2021 horror novella by Cassandra Khaw

Nothing but Blackened Teeth is a 2021 horror novella by Cassandra Khaw. The book tells the story of a group of five friends who encounter supernatural beings at a haunted mansion in Japan. The novella received praise for the complex relationships between its central characters.

==Plot==

A group of five friends goes on a trip to Japan for a destination wedding. Cat, the narrator, is the best friend of Faiz. Faiz and Talia (Note: In some versions of the book, this character is called Nadia. The article will use Talia for consistency.) plan to get married in a haunted house. Phillip, the only son of a wealthy family, rents a Heian-era mansion as the venue. Lin, the fifth member of the group, is closer to Cat than with the others. The group has dealt with several complicated relationships in the past. Cat has recently spent time in an inpatient facility due to suicidal ideation. Several members have dated each other and broken up. Talia and Faiz previously had relationship problems. Cat had suggested that they break up, leading Talia to dislike her.

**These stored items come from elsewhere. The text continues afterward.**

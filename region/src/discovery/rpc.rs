//! Region side of the rack agent link.
//!
//! One TCP connection per call: write the signed request, half-close, read the
//! JSON response until EOF.

use alloc::sync::Arc;
use core::time::Duration;
use std::io;

use ipnet::IpNet;
use secrecy::SecretString;
use thiserror::Error as ThisError;
use tokio::{
    io::{AsyncReadExt as _, AsyncWriteExt as _},
    net::TcpStream,
    time::{Instant, timeout_at},
};

use metalfleet_common::{
    Discovery, MAX_MESSAGE_BYTES, RackOperation, RackRequest, RackResponse, create_signed_message,
};

/// A rack agent the region can talk to.
#[derive(Debug, Clone)]
pub struct RackAgent {
    pub name: String,
    pub ip: String,
    pub port: u16,
    pub shared_secret: Arc<SecretString>,
}

/// Why a single agent call produced nothing.
#[derive(Debug, ThisError)]
pub enum RackCallError {
    #[error("Failed to connect to {addr}: {source}")]
    Connect {
        addr: String,
        #[source]
        source: io::Error,
    },
    #[error("I/O error talking to rack agent: {0}")]
    Io(#[from] io::Error),
    #[error("No response within {0:?}")]
    Timeout(Duration),
    #[error("Malformed response: {0}")]
    Malformed(String),
    /// The agent answered with an error of its own.
    #[error("{0}")]
    Agent(String),
}

impl RackCallError {
    /// Text shown in scan summaries.
    #[must_use]
    pub fn reason(&self) -> String {
        match *self {
            Self::Connect { .. } | Self::Io(_) | Self::Timeout(_) => "unreachable".to_owned(),
            Self::Malformed(_) | Self::Agent(_) => self.to_string(),
        }
    }
}

/// Transport to rack agents, swappable in tests.
pub trait RackClient: Send + Sync {
    /// Asks `rack` for the neighbours it has seen inside `cidrs`.
    fn scan(
        &self,
        rack: &RackAgent,
        cidrs: &[IpNet],
        timeout: Duration,
    ) -> impl Future<Output = Result<Vec<Discovery>, RackCallError>> + Send;

    /// Succeeds when `rack` answers a signed status request.
    fn status(
        &self,
        rack: &RackAgent,
        timeout: Duration,
    ) -> impl Future<Output = Result<(), RackCallError>> + Send;
}

/// The production [`RackClient`].
#[derive(Debug, Clone, Copy, Default)]
pub struct TcpRackClient;

impl TcpRackClient {
    async fn exchange(
        rack: &RackAgent,
        request: &RackRequest,
        timeout: Duration,
    ) -> Result<RackResponse, RackCallError> {
        let deadline = Instant::now() + timeout;
        let addr = format!("{}:{}", rack.ip, rack.port);

        let mut stream = match timeout_at(deadline, TcpStream::connect(&addr)).await {
            Ok(Ok(stream)) => stream,
            Ok(Err(source)) => return Err(RackCallError::Connect { addr, source }),
            Err(_elapsed) => return Err(RackCallError::Timeout(timeout)),
        };

        let payload =
            serde_json::to_string(request).map_err(|e| RackCallError::Malformed(e.to_string()))?;
        let message = create_signed_message(&payload, &rack.shared_secret);

        let mut buf = Vec::new();
        let round_trip = async {
            stream.write_all(message.as_bytes()).await?;
            stream.shutdown().await?;
            (&mut stream)
                .take(MAX_MESSAGE_BYTES)
                .read_to_end(&mut buf)
                .await?;
            Ok::<_, io::Error>(())
        };
        match timeout_at(deadline, round_trip).await {
            Ok(Ok(())) => {}
            Ok(Err(e)) => return Err(e.into()),
            Err(_elapsed) => return Err(RackCallError::Timeout(timeout)),
        }

        let response: RackResponse =
            serde_json::from_slice(&buf).map_err(|e| RackCallError::Malformed(e.to_string()))?;
        match response.error {
            Some(error) => Err(RackCallError::Agent(error)),
            None => Ok(response),
        }
    }
}

impl RackClient for TcpRackClient {
    async fn scan(
        &self,
        rack: &RackAgent,
        cidrs: &[IpNet],
        timeout: Duration,
    ) -> Result<Vec<Discovery>, RackCallError> {
        let request = RackRequest::new(
            RackOperation::Scan,
            cidrs.iter().map(ToString::to_string).collect(),
        );
        Ok(Self::exchange(rack, &request, timeout).await?.discoveries)
    }

    async fn status(&self, rack: &RackAgent, timeout: Duration) -> Result<(), RackCallError> {
        let request = RackRequest::new(RackOperation::Status, Vec::new());
        Self::exchange(rack, &request, timeout).await.map(drop)
    }
}

#[cfg(test)]
mod tests {
    use tokio::net::TcpListener;

    use super::*;

    fn rack(port: u16) -> RackAgent {
        RackAgent {
            name: "rack1".to_owned(),
            ip: "127.0.0.1".to_owned(),
            port,
            shared_secret: Arc::new(SecretString::from("secret")),
        }
    }

    async fn serve_once(reply: &'static str) -> u16 {
        let listener = TcpListener::bind("127.0.0.1:0").await.unwrap();
        let port = listener.local_addr().unwrap().port();
        tokio::spawn(async move {
            let (mut socket, _) = listener.accept().await.unwrap();
            let mut request = Vec::new();
            socket.read_to_end(&mut request).await.unwrap();
            assert!(String::from_utf8(request).unwrap().contains("\"scan\""), "scan request");
            socket.write_all(reply.as_bytes()).await.unwrap();
        });
        port
    }

    #[tokio::test]
    async fn scan_returns_discoveries() {
        let port = serve_once(
            r#"{"discoveries":[{"mac":"aa:bb:cc:dd:ee:ff","ip":"10.0.0.5","observedAt":1}],"error":null}"#,
        )
        .await;
        let found = TcpRackClient
            .scan(&rack(port), &["10.0.0.0/24".parse().unwrap()], Duration::from_secs(2))
            .await
            .unwrap();
        assert_eq!(found.len(), 1);
        assert_eq!(found[0].ip, "10.0.0.5");
    }

    #[tokio::test]
    async fn agent_errors_are_surfaced_verbatim() {
        let port = serve_once(r#"{"discoveries":[],"error":"Invalid HMAC signature"}"#).await;
        let err = TcpRackClient
            .scan(&rack(port), &[], Duration::from_secs(2))
            .await
            .unwrap_err();
        assert_eq!(err.reason(), "Invalid HMAC signature");
    }

    #[tokio::test]
    async fn silent_agent_times_out_as_unreachable() {
        let listener = TcpListener::bind("127.0.0.1:0").await.unwrap();
        let port = listener.local_addr().unwrap().port();
        let _keep = tokio::spawn(async move {
            let (_socket, _) = listener.accept().await.unwrap();
            tokio::time::sleep(Duration::from_secs(60)).await;
        });
        let started = Instant::now();
        let err = TcpRackClient
            .scan(&rack(port), &[], Duration::from_millis(200))
            .await
            .unwrap_err();
        assert!(matches!(err, RackCallError::Timeout(_)), "{err:?}");
        assert_eq!(err.reason(), "unreachable");
        assert!(started.elapsed() < Duration::from_secs(5), "bounded by the timeout");
    }

    #[tokio::test]
    async fn refused_connection_is_unreachable() {
        let listener = TcpListener::bind("127.0.0.1:0").await.unwrap();
        let port = listener.local_addr().unwrap().port();
        drop(listener);
        let err = TcpRackClient
            .status(&rack(port), Duration::from_secs(2))
            .await
            .unwrap_err();
        assert_eq!(err.reason(), "unreachable");
    }
}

The Heian mansion was once the site of a wedding. However, the groom died and the wedding never took place. The bride, assuming that she was jilted, asked the wedding guests to bury her alive in the foundation of the house. Each year after that, a new girl was buried in the mansion's walls.

Old conflicts immediately come to the surface. Lin instigates a fight with Phillip over the latter's infatuation with Talia. Cat begins hearing voices. She sees the ghost of the dead bride in a mirror. The bride appears to have no face, with a red mouth full of black teeth. Talia interrupts the vision to ask if Cat is ok. The two immediate begin fighting, each wishing that the other were not present.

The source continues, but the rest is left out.